Your assignment:
Your answer should show every line of the material below that includes "through".
━━━━━━━━
//! The single channel every remote round trip goes through.

use std::{
    path::{Path, PathBuf},
    sync::Arc,
    time::Duration,
};

use async_trait::async_trait;
use codespace_bridge_core::{
    BridgeConfig, CommandParts, ExecOutput, RemoteShell, SocketForwarder, TargetDiscovery,
    TransportError,
};
use tokio::sync::Mutex;

use crate::{process, ssh_config};

const DEFAULT_HANDSHAKE_TIMEOUT: Duration = Duration::from_secs(60);

/// How remote commands reach the target.
#[derive(Debug, Clone, PartialEq, Eq)]
pub enum Mode {
    /// Every call goes through the discovery collaborator's own invocation.
    Direct,
    /// Calls share one authenticated SSH master.
    Multiplexed { host_alias: String },
}

/// Connection to one remote target.
///
/// Construct once per target and share it by `Arc`. Round trips are
/// serialized: at most one remote command is in flight at a time.
pub struct Connection {
    target: String,
    control_path: PathBuf,
    ssh_config_path: PathBuf,
    state_dir: PathBuf,
    control_persist: Duration,
    handshake_timeout: Duration,
    ssh_program: String,
    discovery: Arc<dyn TargetDiscovery>,
    mode: Mode,
    lock: Mutex<()>,
}

impl std::fmt::Debug for Connection {
    fn fmt(&self, f: &mut std::fmt::Formatter<'_>) -> std::fmt::Result {
        f.debug_struct("Connection")
            .field("target", &self.target)
            .field("control_path", &self.control_path)
            .field("mode", &self.mode)
            .finish_non_exhaustive()
    }
}

impl Connection {
    /// Create an un-established connection in direct mode.
    #[must_use]
    pub fn new(config: &BridgeConfig, discovery: Arc<dyn TargetDiscovery>) -> Self {
        Self {
            target: config.target.clone(),
            control_path: config.control_socket_path(),
            ssh_config_path: config.ssh_config_path(),
            state_dir: config.state_dir.clone(),
            control_persist: config.control_persist,
            handshake_timeout: DEFAULT_HANDSHAKE_TIMEOUT,
            ssh_program: "ssh".to_string(),
            discovery,
            mode: Mode::Direct,
            lock: Mutex::new(()),
        }
    }

    /// Use a specific SSH client binary.
    #[must_use]
    pub fn with_ssh_program(mut self, program: impl Into<String>) -> Self {
        self.ssh_program = program.into();
        self
    }

    /// Bound how long the master handshake may take.
    #[must_use]
    pub const fn with_handshake_timeout(mut self, timeout: Duration) -> Self {
        self.handshake_timeout = timeout;
        self
    }

    /// Try to bring up the multiplexed channel.
    ///
    /// Never fails: on any problem the connection stays in direct mode and
    /// every call pays the full connection setup instead. Returns whether
    /// multiplexing is active.
    pub async fn establish(&mut self) -> bool {
        match self.try_establish().await {
            Ok(host_alias) => {
                tracing::info!(
                    target_name = %self.target,
                    host = %host_alias,
                    control_path = %self.control_path.display(),
                    "SSH multiplexing established"
                );
                self.mode = Mode::Multiplexed { host_alias };
                true
            }
            Err(e) => {
                tracing::warn!(
                    target_name = %self.target,
                    error = %e,
                    "SSH multiplexing unavailable, falling back to direct invocation"
                );
                if !self.discovery.is_reachable(&self.target).await {
                    tracing::warn!(target_name = %self.target, "Target is not accepting remote commands");
                }
                self.mode = Mode::Direct;
                false
            }
        }
    }

    async fn try_establish(&self) -> Result<String, TransportError> {
        let profile = self.discovery.connection_profile(&self.target).await?;

        tokio::fs::create_dir_all(&self.state_dir).await?;
        let config = ssh_config::with_control_options(
            &profile.ssh_config,
            &self.control_path,
            self.control_persist,
        );
        ssh_config::write_private(&self.ssh_config_path, &config).await?;

        let args = vec![
            "-F".to_string(),
            self.ssh_config_path.to_string_lossy().into_owned(),
            "-o".to_string(),
            "ControlMaster=yes".to_string(),
            "-o".to_string(),
            format!("ControlPersist={}", self.control_persist.as_secs()),
            "-fN".to_string(),
            profile.host_alias.clone(),
        ];
        let status = tokio::time::timeout(
            self.handshake_timeout,
            process::run_status(&self.ssh_program, &args),
        )
        .await
        .map_err(|_| TransportError::Timeout(self.handshake_timeout))??;

        if !status.success() {
            return Err(TransportError::Handshake(format!(
                "ssh master exited with {status}"
            )));
        }
        Ok(profile.host_alias)
    }

    /// Local invocation that runs `command` on the target.
    #[must_use]
    pub fn invocation(&self, command: &str) -> CommandParts {
        match &self.mode {
            Mode::Multiplexed { host_alias } => self.ssh_prefix().extend_args([host_alias.as_str(), command]),
            Mode::Direct => self.discovery.direct_invocation(&self.target).arg(command),
        }
    }

    /// Prefix any local process can use to run a command on the target.
    ///
    /// Independent of the master's lifetime, so it stays valid after this
    /// process exits.
    #[must_use]
    pub fn addressing(&self) -> CommandParts {
        self.discovery.direct_invocation(&self.target)
    }

    /// Ask the master to exit. Best effort.
    pub async fn close(&self) {
        let Mode::Multiplexed { host_alias } = &self.mode else {
            return;
        };
        let parts = self.ssh_prefix().extend_args(["-O", "exit", host_alias.as_str()]);
        match process::run(&parts.program, &parts.args, None).await {
            Ok(output) if output.success() => tracing::debug!("SSH master stopped"),
            Ok(output) => tracing::debug!(detail = %output.failure_detail(), "SSH master did not stop"),
            Err(e) => tracing::debug!(error = %e, "Failed to stop SSH master"),
        }
    }

    fn ssh_prefix(&self) -> CommandParts {
        CommandParts::new(
            &self.ssh_program,
            vec!["-F".to_string(), self.ssh_config_path.to_string_lossy().into_owned()],
        )
    }

    #[must_use]
    pub fn target(&self) -> &str {
        &self.target
    }

    #[must_use]
    pub const fn mode(&self) -> &Mode {
        &self.mode
    }

    #[must_use]
    pub const fn is_multiplexed(&self) -> bool {
        matches!(self.mode, Mode::Multiplexed { .. })
    }

    #[must_use]
    pub fn control_path(&self) -> &Path {
        &self.control_path
    }

    #[must_use]
    pub fn ssh_config_path(&self) -> &Path {
        &self.ssh_config_path
    }
}

#[async_trait]
impl RemoteShell for Connection {
    async fn exec_with_stdin(
        &self,
        command: &str,
        stdin: Option<&[u8]>,
    ) -> Result<ExecOutput, TransportError> {
        let parts = self.invocation(command);
        let _guard = self.lock.lock().await;
        tracing::trace!(command, "Remote exec");
        process::run(&parts.program, &parts.args, stdin).await
    }
}

#[async_trait]
impl SocketForwarder for Connection {
    /// Forward a local Unix socket to a socket on the target.
    ///
    /// # Errors
    /// Returns `NotMultiplexed` in direct mode, or `Forward` if the master
    /// refuses the request.
    async fn forward_socket(&self, local: &Path, remote: &str) -> Result<(), TransportError> {
        let Mode::Multiplexed { host_alias } = &self.mode else {
            return Err(TransportError::NotMultiplexed);
        };

        match tokio::fs::remove_file(local).await {
            Ok(()) => tracing::debug!(path = %local.display(), "Removed stale local socket"),
            Err(e) if e.kind() == std::io::ErrorKind::NotFound => {}
            Err(e) => return Err(e.into()),
        }

        let parts = self.ssh_prefix().extend_args([
            "-o".to_string(),
            "StreamLocalBindUnlink=yes".to_string(),
            "-O".to_string(),
            "forward".to_string(),
            "-L".to_string(),
            format!("{}:{remote}", local.display()),
            host_alias.clone(),
        ]);
        let output = process::run(&parts.program, &parts.args, None).await?;
        if !output.success() {
            return Err(TransportError::Forward(output.failure_detail()));
        }
        tracing::info!(local = %local.display(), remote, "Forwarding socket to target");
        Ok(())
    }
}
━━━━━━━━
Task result:
//! The single channel every remote round trip goes through.
    /// Every call goes through the discovery collaborator's own invocation.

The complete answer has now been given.